Adenovirus (Ad) is a frequently used viral vector, and has been shown to be safe in clinical trials when administered locally10,11,12,13. Ad-mediated transgene expression lasts approximately two weeks after the gene transfer14. Instead, adeno-associated virus (AAV) produces long-term transgene expression15. Various AAV serotypes differ significantly in immune response, tropism, and transduction efficacy in different tissues15,16,17.
Pig was chosen as an experimental animal because of the high cardiac anatomical and physiological similarity to human18.
The aim of this study was to develop a feasible, reproducible, and efficient method for viral vector mediated global left ventricular (LV) gene transfer. Guided by the results of published cardiac delivery methods, retrograde approach via cardiac veins was chosen as the basis of the method development.
Methods
Animal model
The animal experiments were approved by National Animal Experiment Board in Finland. Healthy female Finnish landrace pigs weighing 30–45 kg at the start of the experiment were used in the study (n = 52).
Study overview
At first, the distribution patterns of the retroinjections were assessed by injecting Indian Ink (Royal Talens, Netherlands) retrogradely into the cardiac veins. Experiments were then performed with Ad and AAV vectors to confirm feasibility of the method for cardiac gene transfer. Prior to the experimental setups described below, fifteen pigs were used to develop a reliable catheterization protocol ensuring access to porcine coronary vein branches.

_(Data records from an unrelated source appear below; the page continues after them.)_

//! HTTP transport types for the host-does-IO pattern.
//!
//! # Design
//! These types describe HTTP requests and responses as plain data. The
//! builder produces `HttpRequest` values without touching the network; a
//! `Transport` executes them and hands back an `HttpResponse`. Keeping the
//! request a plain value means the lifecycle logic can be exercised with a
//! scripted transport instead of a live server.
//!
//! All fields use owned types (`String`, `Vec`) so values can move onto the
//! worker thread that runs the request.

use std::fmt;

use base64::engine::general_purpose::STANDARD;
use base64::Engine as _;
use serde::{Deserialize, Serialize};

/// HTTP method for a request.
#[derive(Debug, Clone, Copy, PartialEq, Eq, Hash, Serialize, Deserialize)]
#[serde(rename_all = "UPPERCASE")]
pub enum HttpMethod {
    Get,
    Post,
    Put,
    Patch,
    Delete,
}

impl HttpMethod {
    pub fn as_str(&self) -> &'static str {
        match self {
            HttpMethod::Get => "GET",
            HttpMethod::Post => "POST",
            HttpMethod::Put => "PUT",
            HttpMethod::Patch => "PATCH",
            HttpMethod::Delete => "DELETE",
        }
    }
}

impl fmt::Display for HttpMethod {
    fn fmt(&self, f: &mut fmt::Formatter<'_>) -> fmt::Result {
        f.write_str(self.as_str())
    }
}

/// Basic-auth credentials attached to a request.
#[derive(Clone, PartialEq, Eq)]
pub struct Credentials {
    pub username: String,
    pub password: String,
}

impl Credentials {
    pub fn new(username: impl Into<String>, password: impl Into<String>) -> Self {
        Self {
            username: username.into(),
            password: password.into(),
        }
    }

    /// Value for the `Authorization` header.
    pub fn authorization(&self) -> String {
        let token = STANDARD.encode(format!("{}:{}", self.username, self.password));
        format!("Basic {token}")
    }
}

impl fmt::Debug for Credentials {
    fn fmt(&self, f: &mut fmt::Formatter<'_>) -> fmt::Result {
        f.debug_struct("Credentials")
            .field("username", &self.username)
            .field("password", &"<redacted>")
            .finish()
    }
}

/// An HTTP request described as plain data.
///
/// Built by `builder::build_request`. `credentials` is only ever set when
/// both a username and a password were supplied.
#[derive(Debug, Clone, PartialEq, Eq)]
pub struct HttpRequest {
    pub method: HttpMethod,
    pub url: String,
    pub headers: Vec<(String, String)>,
    pub body: String,
    pub credentials: Option<Credentials>,
}

impl HttpRequest {
    pub fn authorization(&self) -> Option<String> {
        self.credentials.as_ref().map(Credentials::authorization)
    }

    /// Case-insensitive header lookup.
    pub fn header(&self, name: &str) -> Option<&str> {
        find_header(&self.headers, name)
    }
}

/// An HTTP response described as plain data.
///
/// This is the raw transport view carried alongside the parsed envelope.
#[derive(Debug, Clone, PartialEq, Eq, Default, Serialize)]
pub struct HttpResponse {
    pub status: u16,
    pub status_text: String,
    pub headers: Vec<(String, String)>,
    pub body: String,
}

impl HttpResponse {
    pub fn header(&self, name: &str) -> Option<&str> {
        find_header(&self.headers, name)
    }
}

fn find_header<'a>(headers: &'a [(String, String)], name: &str) -> Option<&'a str> {
    headers
        .iter()
        .find(|(key, _)| key.eq_ignore_ascii_case(name))
        .map(|(_, value)| value.as_str())
}
//! A transport that replays a fixed script.

use crossbeam_channel::Receiver;
use parking_lot::Mutex;

use super::{AbortSignal, Transport};
use crate::event::{AbortEvent, TransportEvent};
use crate::http::HttpRequest;

/// Replays the same event list for every request and records each request
/// it receives.
///
/// If the abort signal is set before an event would be replayed, the rest of
/// the script is replaced by a single abort carrying the last reported
/// progress. A gate makes the transport wait for one message before it
/// starts replaying, so a test can act while the request is in flight.
#[derive(Debug, Default)]
pub struct ScriptedTransport {
    script: Vec<TransportEvent>,
    gate: Option<Receiver<()>>,
    requests: Mutex<Vec<HttpRequest>>,
}

impl ScriptedTransport {
    pub fn new(script: impl IntoIterator<Item = TransportEvent>) -> Self {
        Self {
            script: script.into_iter().collect(),
            gate: None,
            requests: Mutex::new(Vec::new()),
        }
    }

    /// Block each send until a message arrives on `gate` (or its sender is
    /// dropped).
    pub fn gated(mut self, gate: Receiver<()>) -> Self {
        self.gate = Some(gate);
        self
    }

    /// Requests sent so far, oldest first.
    pub fn requests(&self) -> Vec<HttpRequest> {
        self.requests.lock().clone()
    }

    pub fn last_request(&self) -> Option<HttpRequest> {
        self.requests.lock().last().cloned()
    }
}

impl Transport for ScriptedTransport {
    fn send(
        &self,
        request: &HttpRequest,
        abort: &AbortSignal,
        events: &mut dyn FnMut(TransportEvent),
    ) {
        self.requests.lock().push(request.clone());
        if let Some(gate) = &self.gate {
            let _ = gate.recv();
        }

        let mut progress = AbortEvent::default();
        for event in &self.script {
            if abort.is_aborted() {
                events(TransportEvent::Abort(progress));
                return;
            }
            if let TransportEvent::Progress { loaded, total } = event {
                progress = AbortEvent {
                    loaded: *loaded,
                    total: *total,
                };
            }
            events(event.clone());
        }
    }
}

In the first set of experiments, we examined the effect of LAD occlusion during the retroinjection into the anterior cardiac vein (ACV). Indian ink and AdLacZ (dose 4.8 × 1012 vp) were injected into ACV, with or without LAD occlusion. In total, four pigs received Indian ink, and two pigs received AdLacZ.
In the second set of experiments, the ability to achieve widespread distribution in LV was examined by ink injections into the three main LV veins (ACV, left marginal vein, LMV, or left posterior marginal vein, LPMV and middle cardiac vein, MCV) with simultaneous occlusions of the corresponding arteries (LAD, left circumflex artery, LCx, and right coronary artery, RCA), respectively, and the injection volumes to each vessel pair were defined. Procedures to each vessel pair were carried out in different animals to see the specific distribution outcome of each retroinjection. In total, fifteen pigs were included in this set of experiments.

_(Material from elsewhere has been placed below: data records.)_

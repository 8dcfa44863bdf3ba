//! Blocking transport backed by a `ureq` agent.

use std::io::Read;
use std::time::Duration;

use ureq::http::header::CONTENT_LENGTH;
use ureq::typestate::{WithBody, WithoutBody};
use ureq::RequestBuilder;

use super::{AbortSignal, Transport};
use crate::error::TransportError;
use crate::event::{AbortEvent, TransportEvent};
use crate::http::{HttpMethod, HttpRequest, HttpResponse};

/// Configuration for `UreqTransport`.
#[derive(Debug, Clone)]
pub struct TransportConfig {
    /// Whole-request timeout. `None` waits indefinitely.
    pub timeout: Option<Duration>,
    /// Read size for the response body; one progress event per chunk.
    pub chunk_size: usize,
    /// Sent with every request unless the request sets the same header.
    pub default_headers: Vec<(String, String)>,
}

impl Default for TransportConfig {
    fn default() -> Self {
        Self {
            timeout: None,
            chunk_size: 8 * 1024,
            default_headers: vec![(
                "user-agent".to_string(),
                format!("mediator-http/{}", env!("CARGO_PKG_VERSION")),
            )],
        }
    }
}

impl TransportConfig {
    pub fn new() -> Self {
        Self::default()
    }

    pub fn timeout(mut self, timeout: Duration) -> Self {
        self.timeout = Some(timeout);
        self
    }

    pub fn chunk_size(mut self, chunk_size: usize) -> Self {
        self.chunk_size = chunk_size.max(1);
        self
    }

    pub fn default_header(mut self, name: impl Into<String>, value: impl Into<String>) -> Self {
        let name = name.into();
        self.default_headers
            .retain(|(existing, _)| !existing.eq_ignore_ascii_case(&name));
        self.default_headers.push((name, value.into()));
        self
    }
}

/// Runs requests on a shared `ureq::Agent`.
///
/// HTTP error statuses are delivered as loads, never as transport errors.
/// Abort is honoured before connecting and between body chunks; a request
/// blocked on connect or on the first response byte finishes that step
/// first.
#[derive(Debug, Clone)]
pub struct UreqTransport {
    agent: ureq::Agent,
    config: TransportConfig,
}

impl Default for UreqTransport {
    fn default() -> Self {
        Self::new(TransportConfig::default())
    }
}

impl UreqTransport {
    pub fn new(config: TransportConfig) -> Self {
        let agent = ureq::Agent::config_builder()
            .http_status_as_error(false)
            .timeout_global(config.timeout)
            .build()
            .new_agent();
        Self { agent, config }
    }

    pub fn config(&self) -> &TransportConfig {
        &self.config
    }

    fn execute(
        &self,
        request: &HttpRequest,
        abort: &AbortSignal,
        events: &mut dyn FnMut(TransportEvent),
    ) -> Result<(), TransportError> {
        let mut response = self.call(request)?;

        let status = response.status();
        let headers: Vec<(String, String)> = response
            .headers()
            .iter()
            .filter_map(|(name, value)| {
                value
                    .to_str()
                    .ok()
                    .map(|value| (name.as_str().to_string(), value.to_string()))
            })
            .collect();
        let total = response
            .headers()
            .get(CONTENT_LENGTH)
            .and_then(|value| value.to_str().ok())
            .and_then(|value| value.parse::<u64>().ok());

        let mut reader = response.body_mut().as_reader();
        let mut body = Vec::new();
        let mut chunk = vec![0u8; self.config.chunk_size.max(1)];
        loop {
            if abort.is_aborted() {
                events(TransportEvent::Abort(AbortEvent {
                    loaded: body.len() as u64,
                    total,
                }));
                return Ok(());
            }
            let read = reader.read(&mut chunk)?;
            if read == 0 {
                break;
            }
            body.extend_from_slice(&chunk[..read]);
            events(TransportEvent::Progress {
                loaded: body.len() as u64,
                total,
            });
        }

        events(TransportEvent::Load(HttpResponse {
            status: status.as_u16(),
            status_text: status.canonical_reason().unwrap_or_default().to_string(),
            headers,
            body: String::from_utf8_lossy(&body).into_owned(),
        }));
        Ok(())
    }

    fn call(
        &self,
        request: &HttpRequest,
    ) -> Result<ureq::http::Response<ureq::Body>, ureq::Error> {
        let url = request.url.as_str();
        match request.method {
            HttpMethod::Get => self.without_body(self.agent.get(url), request),
            HttpMethod::Delete => self.without_body(self.agent.delete(url), request),
            HttpMethod::Post => self.with_body(self.agent.post(url), request),
            HttpMethod::Put => self.with_body(self.agent.put(url), request),
            HttpMethod::Patch => self.with_body(self.agent.patch(url), request),
        }
    }

    fn without_body(
        &self,
        builder: RequestBuilder<WithoutBody>,
        request: &HttpRequest,
    ) -> Result<ureq::http::Response<ureq::Body>, ureq::Error> {
        let builder = self.apply_headers(builder, request);
        if request.body.is_empty() {
            builder.call()
        } else {
            builder.force_send_body().send(request.body.as_bytes())
        }
    }

    fn with_body(
        &self,
        builder: RequestBuilder<WithBody>,
        request: &HttpRequest,
    ) -> Result<ureq::http::Response<ureq::Body>, ureq::Error> {
        self.apply_headers(builder, request)
            .send(request.body.as_bytes())
    }

    fn apply_headers<B>(
        &self,
        mut builder: RequestBuilder<B>,
        request: &HttpRequest,
    ) -> RequestBuilder<B> {
        let defaults = self
            .config
            .default_headers
            .iter()
            .filter(|(name, _)| request.header(name).is_none());
        for (name, value) in defaults.chain(request.headers.iter()) {
            builder = builder.header(name, value);
        }
        if let Some(authorization) = request.authorization() {
            builder = builder.header("authorization", authorization);
        }
        builder
    }
}

impl Transport for UreqTransport {
    fn send(
        &self,
        request: &HttpRequest,
        abort: &AbortSignal,
        events: &mut dyn FnMut(TransportEvent),
    ) {
        if abort.is_aborted() {
            events(TransportEvent::Abort(AbortEvent::default()));
            return;
        }
        if let Err(err) = self.execute(request, abort, events) {
            tracing::debug!(target: "mediator_http::transport", %err, url = %request.url, "transport failed");
            events(TransportEvent::Error(err));
        }
    }
}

In the third set of experiments, retroinjections into the three main cardiac veins with AdLacZ (total dose 2 × 1012 vp) and AAV2-GFP (total dose 2 × 1013 vg) with simultaneous occlusions of the corresponding arteries were performed. Since the difference in the transgene expression kinetics of the vectors, a subgroup (n = 2) of the Ad animals was sacrificed at six days, and another subgroup of the Ad animals (n = 3) and all AAV2 (n = 3) animals were sacrificed one month after the gene transfer. Vector distribution in the heart and non-target tissues was analyzed by PCR. Histology and general pathology of the main internal organs were also studied.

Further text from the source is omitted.